Illustration: Aïda Amer/Axios
Base10, a San Francisco-based venture capital firm, has raised $460 million for its third early-stage fund.
Why it matters: The firm's bet on what it calls "automation for the real economy" is definitely one that paid off during the pandemic as all industries had to adapt.
- "Everything needs to happen online and some of the businesses that we invested in have been real life-savers during the pandemic," co-founder and managing partner Ade Ajao tells Axios.
Between the lines: "I think it’s really hard to be an entrepreneur today and look at these companies [Uber, Theranos, WeWork] and not think, 'if I get there, or when I get there' — because you are an optimist — how am I going to be the hero?'" Ajao says of the reckoning with power and impact among startup founders he's observed in more recent recent years.
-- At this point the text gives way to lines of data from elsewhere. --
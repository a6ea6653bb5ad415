//! Incremental digest utilities for content integrity.
//!
//! Provides streaming hashers for every supported `HashMethod` so downloads
//! can be verified while they are written.

use sha1::Sha1;
use sha2::{Digest, Sha256, Sha512};
use std::io::Read;
use std::path::Path;

use crate::error::{HoardError, HoardResult};
use crate::types::{AssetHash, HashMethod};

/// Streaming hasher for one of the supported methods
#[derive(Clone)]
pub enum Digester {
    Sha1(Sha1),
    Sha256(Sha256),
    Sha512(Sha512),
}

impl Digester {
    pub fn new(method: HashMethod) -> Self {
        match method {
            HashMethod::Sha1 => Digester::Sha1(Sha1::new()),
            HashMethod::Sha256 => Digester::Sha256(Sha256::new()),
            HashMethod::Sha512 => Digester::Sha512(Sha512::new()),
        }
    }

    pub fn update(&mut self, data: &[u8]) {
        match self {
            Digester::Sha1(h) => h.update(data),
            Digester::Sha256(h) => h.update(data),
            Digester::Sha512(h) => h.update(data),
        }
    }

    /// Consume the hasher and return the lowercase hex digest
    pub fn finalize_hex(self) -> String {
        match self {
            Digester::Sha1(h) => hex::encode(h.finalize()),
            Digester::Sha256(h) => hex::encode(h.finalize()),
            Digester::Sha512(h) => hex::encode(h.finalize()),
        }
    }
}

/// Compute the hex digest of data
pub fn hash_bytes(method: HashMethod, data: &[u8]) -> String {
    let mut digester = Digester::new(method);
    digester.update(data);
    digester.finalize_hex()
}

/// Compute the hex digest of a file without loading it into memory
pub fn hash_file(method: HashMethod, path: &Path) -> HoardResult<String> {
    let mut file = std::fs::File::open(path)
        .map_err(|e| HoardError::io(format!("Failed to open {}", path.display()), e))?;
    let mut digester = Digester::new(method);
    let mut buffer = vec![0u8; 64 * 1024];
    loop {
        let read = file
            .read(&mut buffer)
            .map_err(|e| HoardError::io(format!("Failed to read {}", path.display()), e))?;
        if read == 0 {
            break;
        }
        digester.update(&buffer[..read]);
    }
    Ok(digester.finalize_hex())
}

/// Verify file contents against a declared digest
pub fn verify_file(name: &str, path: &Path, expected: &AssetHash) -> HoardResult<()> {
    let actual = hash_file(expected.method, path)?;
    if expected.matches_hex(&actual) {
        Ok(())
    } else {
        Err(HoardError::HashMismatch {
            name: name.to_string(),
            expected: expected.normalized_hex(),
            actual,
        })
    }
}
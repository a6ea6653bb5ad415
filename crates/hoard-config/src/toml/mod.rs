//! hoard.toml configuration parsing and serialization

use camino::Utf8PathBuf;
use hoard_core::error::HoardError;
use hoard_core::{FetchOptions, MinimumTransferRate, RetryPolicy};
use serde::{Deserialize, Serialize};
use std::time::Duration;

use crate::ConfigResult;

/// Complete hoard.toml configuration
#[derive(Debug, Clone, Default, PartialEq, Serialize, Deserialize)]
pub struct HoardToml {
    /// Pool location and limits
    #[serde(default)]
    pub pool: PoolSection,

    /// Fetch policy
    #[serde(default)]
    pub fetch: FetchSection,
}

/// `[pool]` section
#[derive(Debug, Clone, Default, PartialEq, Serialize, Deserialize)]
pub struct PoolSection {
    /// Pool directory; relative paths are resolved against the config file
    #[serde(skip_serializing_if = "Option::is_none")]
    pub path: Option<Utf8PathBuf>,

    /// Byte cap, e.g. `536870912` or `"512MB"`; unlimited when absent
    #[serde(skip_serializing_if = "Option::is_none")]
    pub maximum_size: Option<ByteSize>,

    /// Device free-space floor
    #[serde(skip_serializing_if = "Option::is_none")]
    pub reserved_free_space: Option<ByteSize>,
}

/// `[fetch]` section
#[derive(Debug, Clone, Default, PartialEq, Serialize, Deserialize)]
pub struct FetchSection {
    /// Seconds between progress events of one transfer
    #[serde(skip_serializing_if = "Option::is_none")]
    pub progress_interval: Option<f64>,

    /// Attempts per asset beyond the first
    #[serde(skip_serializing_if = "Option::is_none")]
    pub file_retry_count: Option<u32>,

    #[serde(skip_serializing_if = "Option::is_none")]
    pub max_concurrent_transfers: Option<usize>,

    #[serde(skip_serializing_if = "Option::is_none")]
    pub minimum_transfer_rate: Option<RateSection>,

    #[serde(skip_serializing_if = "Option::is_none")]
    pub retry: Option<RetrySection>,
}

/// `[fetch.minimum_transfer_rate]`
#[derive(Debug, Clone, PartialEq, Eq, Serialize, Deserialize)]
pub struct RateSection {
    pub bytes_per_second: u64,
    pub period_in_seconds: u64,
}

/// `[fetch.retry]` backoff between attempts
#[derive(Debug, Clone, PartialEq, Serialize, Deserialize)]
pub struct RetrySection {
    #[serde(default = "default_initial_delay_ms")]
    pub initial_delay_ms: u64,
    #[serde(default = "default_max_delay_ms")]
    pub max_delay_ms: u64,
    #[serde(default = "default_multiplier")]
    pub multiplier: f64,
}

fn default_initial_delay_ms() -> u64 {
    RetryPolicy::default().initial_delay.as_millis() as u64
}

fn default_max_delay_ms() -> u64 {
    RetryPolicy::default().max_delay.as_millis() as u64
}

fn default_multiplier() -> f64 {
    RetryPolicy::default().multiplier
}

/// Byte count written as an integer or a string with a unit suffix
#[derive(Debug, Clone, PartialEq, Eq, Serialize, Deserialize)]
#[serde(untagged)]
pub enum ByteSize {
    Bytes(u64),
    Text(String),
}

impl ByteSize {
    /// Resolve to a byte count; `field` names the setting in errors
    pub fn to_bytes(&self, field: &str) -> ConfigResult<u64> {
        match self {
            ByteSize::Bytes(bytes) => Ok(*bytes),
            ByteSize::Text(text) => parse_byte_size(text).ok_or_else(|| HoardError::ConfigValidation {
                field: field.to_string(),
                reason: format!("'{}' is not a byte size (try 1048576, \"512KB\" or \"2GiB\")", text),
            }),
        }
    }
}

/// Parse "1024", "512KB", "1.5 GiB" and similar
pub fn parse_byte_size(text: &str) -> Option<u64> {
    let text = text.trim();
    let split = text
        .find(|c: char| !(c.is_ascii_digit() || c == '.'))
        .unwrap_or(text.len());
    let (number, unit) = text.split_at(split);
    let number: f64 = number.parse().ok()?;
    let multiplier: u64 = match unit.trim().to_ascii_lowercase().as_str() {
        "" | "b" => 1,
        "kb" => 1_000,
        "mb" => 1_000_000,
        "gb" => 1_000_000_000,
        "tb" => 1_000_000_000_000,
        "kib" => 1 << 10,
        "mib" => 1 << 20,
        "gib" => 1 << 30,
        "tib" => 1 << 40,
        _ => return None,
    };
    let bytes = number * multiplier as f64;
    if !bytes.is_finite() || bytes < 0.0 || bytes > u64::MAX as f64 {
        return None;
    }
    Some(bytes.round() as u64)
}

impl HoardToml {
    /// Cap in bytes, `None` for unlimited
    pub fn maximum_pool_size(&self) -> ConfigResult<Option<u64>> {
        self.pool
            .maximum_size
            .as_ref()
            .map(|size| size.to_bytes("pool.maximum_size"))
            .transpose()
    }

    pub fn reserved_free_space(&self) -> ConfigResult<u64> {
        Ok(self
            .pool
            .reserved_free_space
            .as_ref()
            .map(|size| size.to_bytes("pool.reserved_free_space"))
            .transpose()?
            .unwrap_or(0))
    }

    /// Fetch options with unset fields at their defaults
    pub fn fetch_options(&self) -> ConfigResult<FetchOptions> {
        let defaults = FetchOptions::default();
        let fetch = &self.fetch;
        let options = FetchOptions {
            progress_interval: fetch
                .progress_interval
                .map(progress_interval)
                .transpose()?
                .unwrap_or(defaults.progress_interval),
            file_retry_count: fetch.file_retry_count.unwrap_or(defaults.file_retry_count),
            minimum_transfer_rate: fetch
                .minimum_transfer_rate
                .as_ref()
                .map(|rate| MinimumTransferRate::new(rate.bytes_per_second, rate.period_in_seconds)),
            max_concurrent_transfers: fetch
                .max_concurrent_transfers
                .unwrap_or(defaults.max_concurrent_transfers),
            retry: fetch
                .retry
                .as_ref()
                .map(|retry| RetryPolicy {
                    initial_delay: Duration::from_millis(retry.initial_delay_ms),
                    max_delay: Duration::from_millis(retry.max_delay_ms),
                    multiplier: retry.multiplier,
                })
                .unwrap_or(defaults.retry),
        };
        options.validate()?;
        Ok(options)
    }
}

/// Seconds as a Duration; rejects negative, non-finite and overflowing values
fn progress_interval(seconds: f64) -> ConfigResult<Duration> {
    Duration::try_from_secs_f64(seconds).map_err(|e| HoardError::ConfigValidation {
        field: "fetch.progress_interval".to_string(),
        reason: format!("must be a number of seconds, 0 or more ({})", e),
    })
}

/// Parse TOML string to HoardToml configuration
pub fn parse_hoard_toml(content: &str) -> ConfigResult<HoardToml> {
    let config: HoardToml = ::toml::from_str(content).map_err(|e| HoardError::TomlParse {
        message: format!("TOML parsing error: {}", e),
    })?;

    validate_config(&config)?;

    Ok(config)
}

/// Serialize HoardToml to TOML string
pub fn serialize_hoard_toml(config: &HoardToml) -> ConfigResult<String> {
    ::toml::to_string_pretty(config).map_err(|e| HoardError::TomlParse {
        message: format!("TOML serialization error: {}", e),
    })
}

/// Validate value ranges
pub fn validate_config(config: &HoardToml) -> ConfigResult<()> {
    if let Some(path) = &config.pool.path {
        if path.as_str().is_empty() {
            return Err(HoardError::ConfigValidation {
                field: "pool.path".to_string(),
                reason: "must not be empty".to_string(),
            });
        }
    }
    config.maximum_pool_size()?;
    config.reserved_free_space()?;

    config.fetch_options()?;
    Ok(())
}

/// Load and parse hoard.toml from file path
pub async fn load_from_file(path: &camino::Utf8Path) -> ConfigResult<HoardToml> {
    let content = tokio::fs::read_to_string(path)
        .await
        .map_err(|e| HoardError::io(format!("Failed to read {}", path), e))?;

    parse_hoard_toml(&content).map_err(|e| match e {
        HoardError::TomlParse { message } => HoardError::TomlParse {
            message: format!("In file {}: {}", path, message),
        },
        HoardError::ConfigValidation { field, reason } => HoardError::ConfigValidation {
            field,
            reason: format!("{} (in {})", reason, path),
        },
        other => other,
    })
}

#[cfg(test)]
mod tests {
    use super::*;
    use proptest::prelude::*;

    #[test]
    fn test_parse_empty_config() {
        let config = parse_hoard_toml("").unwrap();
        assert_eq!(config, HoardToml::default());
        assert_eq!(config.maximum_pool_size().unwrap(), None);
        assert_eq!(config.reserved_free_space().unwrap(), 0);
        assert_eq!(config.fetch_options().unwrap(), FetchOptions::default());
    }

    #[test]
    fn test_parse_full_config() {
        let toml = r#"
[pool]
path = "/var/lib/hoard"
maximum_size = "512MiB"
reserved_free_space = 104857600

[fetch]
progress_interval = 0.5
file_retry_count = 5
max_concurrent_transfers = 2

[fetch.minimum_transfer_rate]
bytes_per_second = 4096
period_in_seconds = 30

[fetch.retry]
initial_delay_ms = 250
"#;
        let config = parse_hoard_toml(toml).unwrap();
        assert_eq!(config.pool.path.as_deref(), Some(camino::Utf8Path::new("/var/lib/hoard")));
        assert_eq!(config.maximum_pool_size().unwrap(), Some(512 * 1024 * 1024));
        assert_eq!(config.reserved_free_space().unwrap(), 104_857_600);

        let options = config.fetch_options().unwrap();
        assert_eq!(options.progress_interval, Duration::from_millis(500));
        assert_eq!(options.file_retry_count, 5);
        assert_eq!(options.max_concurrent_transfers, 2);
        assert_eq!(
            options.minimum_transfer_rate,
            Some(MinimumTransferRate::new(4096, 30))
        );
        assert_eq!(options.retry.initial_delay, Duration::from_millis(250));
        assert_eq!(options.retry.max_delay, RetryPolicy::default().max_delay);
    }

    #[test]
    fn test_rejects_bad_values() {
        let bad_rate = r#"
[fetch.minimum_transfer_rate]
bytes_per_second = 0
period_in_seconds = 10
"#;
        assert!(matches!(
            parse_hoard_toml(bad_rate),
            Err(HoardError::ConfigValidation { .. })
        ));

        let bad_size = "[pool]\nmaximum_size = \"lots\"\n";
        assert!(matches!(
            parse_hoard_toml(bad_size),
            Err(HoardError::ConfigValidation { field, .. }) if field == "pool.maximum_size"
        ));

        let bad_interval = "[fetch]\nprogress_interval = -1.0\n";
        assert!(parse_hoard_toml(bad_interval).is_err());

        let huge_interval = "[fetch]\nprogress_interval = 1e30\n";
        assert!(matches!(
            parse_hoard_toml(huge_interval),
            Err(HoardError::ConfigValidation { field, .. }) if field == "fetch.progress_interval"
        ));

        assert!(matches!(
            parse_hoard_toml("[pool\n"),
            Err(HoardError::TomlParse { .. })
        ));
    }

    #[test]
    fn test_byte_size_units() {
        assert_eq!(parse_byte_size("1024"), Some(1024));
        assert_eq!(parse_byte_size("2KB"), Some(2000));
        assert_eq!(parse_byte_size("2 KiB"), Some(2048));
        assert_eq!(parse_byte_size("1.5gb"), Some(1_500_000_000));
        assert_eq!(parse_byte_size("12 parsecs"), None);
        assert_eq!(parse_byte_size(""), None);
    }

    #[test]
    fn test_serialize_roundtrip() {
        let mut config = HoardToml::default();
        config.pool.maximum_size = Some(ByteSize::Text("1GB".to_string()));
        config.fetch.file_retry_count = Some(2);
        let text = serialize_hoard_toml(&config).unwrap();
        assert_eq!(parse_hoard_toml(&text).unwrap(), config);
    }

    proptest! {
        #[test]
        fn plain_byte_counts_parse(bytes in 0u64..(1u64 << 52)) {
            prop_assert_eq!(parse_byte_size(&bytes.to_string()), Some(bytes));
        }
    }
}
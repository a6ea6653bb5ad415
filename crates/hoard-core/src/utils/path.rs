//! Checks applied before asset names are used as file names outside the pool.

use std::path::{Component, Path};

/// Check that a name is a single plain file name component
pub fn is_safe_file_name(name: &str) -> bool {
    let mut components = Path::new(name).components();
    matches!(
        (components.next(), components.next()),
        (Some(Component::Normal(_)), None)
    ) && !name.contains(['/', '\\'])
}

#[cfg(test)]
mod tests {
    use super::*;

    #[test]
    fn test_is_safe_file_name() {
        assert!(is_safe_file_name("firmware-1.2.bin"));
        assert!(is_safe_file_name("intro.mp4"));
        assert!(!is_safe_file_name(""));
        assert!(!is_safe_file_name("."));
        assert!(!is_safe_file_name(".."));
        assert!(!is_safe_file_name("media/intro.mp4"));
        assert!(!is_safe_file_name("/etc/passwd"));
        assert!(!is_safe_file_name("..\\evil"));
    }
}
//! `hoard fetch` command implementation.
//!
//! Protects the collection, downloads whatever the pool is missing and
//! reports each asset as it completes. Ctrl-C cancels the transfers in
//! flight; nothing partial is committed.

use anyhow::bail;
use hoard_fetch::{FetchEvent, Fetcher};
use std::time::Instant;
use tracing::{debug, warn};

use super::{close_pool, CommandContext};
use crate::output::format_bytes;
use crate::output::progress::TransferProgress;
use crate::FetchArgs;

/// Execute the `hoard fetch` command
pub async fn execute(args: FetchArgs, ctx: &CommandContext) -> anyhow::Result<()> {
    let start_time = Instant::now();
    let assets = ctx.read_asset_list(&args.list).await?;
    let options = ctx.config.fetch_options()?;
    let store = ctx.open_pool()?;

    // Keep the collection from evicting itself while it downloads
    match &args.protect {
        Some(tag) => {
            store.protect_assets_persistent(tag, &assets)?;
        }
        None => {
            store.protect_assets(&format!("fetch:{}", args.list), &assets);
        }
    }

    let fetcher = Fetcher::with_http(store.clone())?;
    let mut task = fetcher.start(assets.clone(), options).await?;

    let cancel = task.cancellation_token();
    let interrupt = tokio::spawn(async move {
        if tokio::signal::ctrl_c().await.is_ok() {
            warn!("Interrupted, cancelling transfers");
            cancel.cancel();
        }
    });

    let mut progress = TransferProgress::new(assets.len(), ctx.output.colors());
    while let Some(event) = task.next_event().await {
        if ctx.output.is_json() {
            match serde_json::to_value(&event) {
                Ok(value) => ctx.output.json_line(&value),
                Err(e) => debug!("Unserializable event: {}", e),
            }
            continue;
        }
        match &event {
            FetchEvent::Progress(progress_event) => progress.update(progress_event),
            FetchEvent::File(file_event) => progress.file_done(file_event),
        }
    }
    progress.finish();

    let summary = task.wait().await?;
    interrupt.abort();

    let ready = store.are_assets_ready(&assets);
    let usage = store.usage();
    drop(fetcher);
    close_pool(store)?;

    if ctx.output.is_json() {
        ctx.output.json_line(&serde_json::json!({
            "event": "summary",
            "succeeded": summary.succeeded,
            "skipped": summary.skipped,
            "failed": summary.failed,
            "cancelled": summary.cancelled,
            "ready": ready,
        }));
    } else {
        ctx.output.info(&format!(
            "{} fetched, {} already present, {} failed in {:.2}s (pool holds {})",
            summary.succeeded,
            summary.skipped,
            summary.failed,
            start_time.elapsed().as_secs_f64(),
            format_bytes(usage)
        ));
    }

    if summary.cancelled {
        bail!("fetch cancelled");
    }
    if !summary.is_complete() || !ready {
        bail!("{} of {} asset(s) could not be fetched", summary.failed, assets.len());
    }
    ctx.output.success(&format!("All {} asset(s) ready", assets.len()));
    Ok(())
}
//! Sliding-window throughput floor for a single transfer.

use hoard_core::MinimumTransferRate;
use std::collections::VecDeque;
use tokio::time::Instant;

/// Tracks bytes received within the last `period` of a transfer
#[derive(Debug)]
pub struct RateMonitor {
    rate: MinimumTransferRate,
    started: Instant,
    samples: VecDeque<(Instant, u64)>,
    window_bytes: u64,
}

impl RateMonitor {
    pub fn new(rate: MinimumTransferRate, now: Instant) -> Self {
        Self {
            rate,
            started: now,
            samples: VecDeque::new(),
            window_bytes: 0,
        }
    }

    pub fn record(&mut self, now: Instant, bytes: u64) {
        self.samples.push_back((now, bytes));
        self.window_bytes += bytes;
        self.expire(now);
    }

    fn expire(&mut self, now: Instant) {
        while let Some(&(at, bytes)) = self.samples.front() {
            if at + self.rate.period > now {
                break;
            }
            self.samples.pop_front();
            self.window_bytes -= bytes;
        }
    }

    /// Bytes received within the window ending at `now`
    pub fn window_bytes(&mut self, now: Instant) -> u64 {
        self.expire(now);
        self.window_bytes
    }

    /// `Err(observed)` once a full period has elapsed and the window holds
    /// fewer than the required bytes
    pub fn check(&mut self, now: Instant) -> Result<(), u64> {
        if now.saturating_duration_since(self.started) < self.rate.period {
            return Ok(());
        }
        let observed = self.window_bytes(now);
        if observed < self.rate.required_bytes() {
            Err(observed)
        } else {
            Ok(())
        }
    }

    pub fn rate(&self) -> &MinimumTransferRate {
        &self.rate
    }
}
- Other noticeable changes since Base10's start include: all startups having distributed workforces (also a pandemic result), more of its peers investing internationally and more venture dollars in the market overall.
1 diversity thing: "For an industry that looks like this, it's surprising how much people think about [diversity]," Ajao, who is half Nigerian and half Spanish, says of the gap between the VC industry's homogenous demographics and all the talk of diversifying its ranks.
- Last year, Base10 closed a $300 million late-stage fund that counts several HBCUs among its limited partners (who also get half the carry).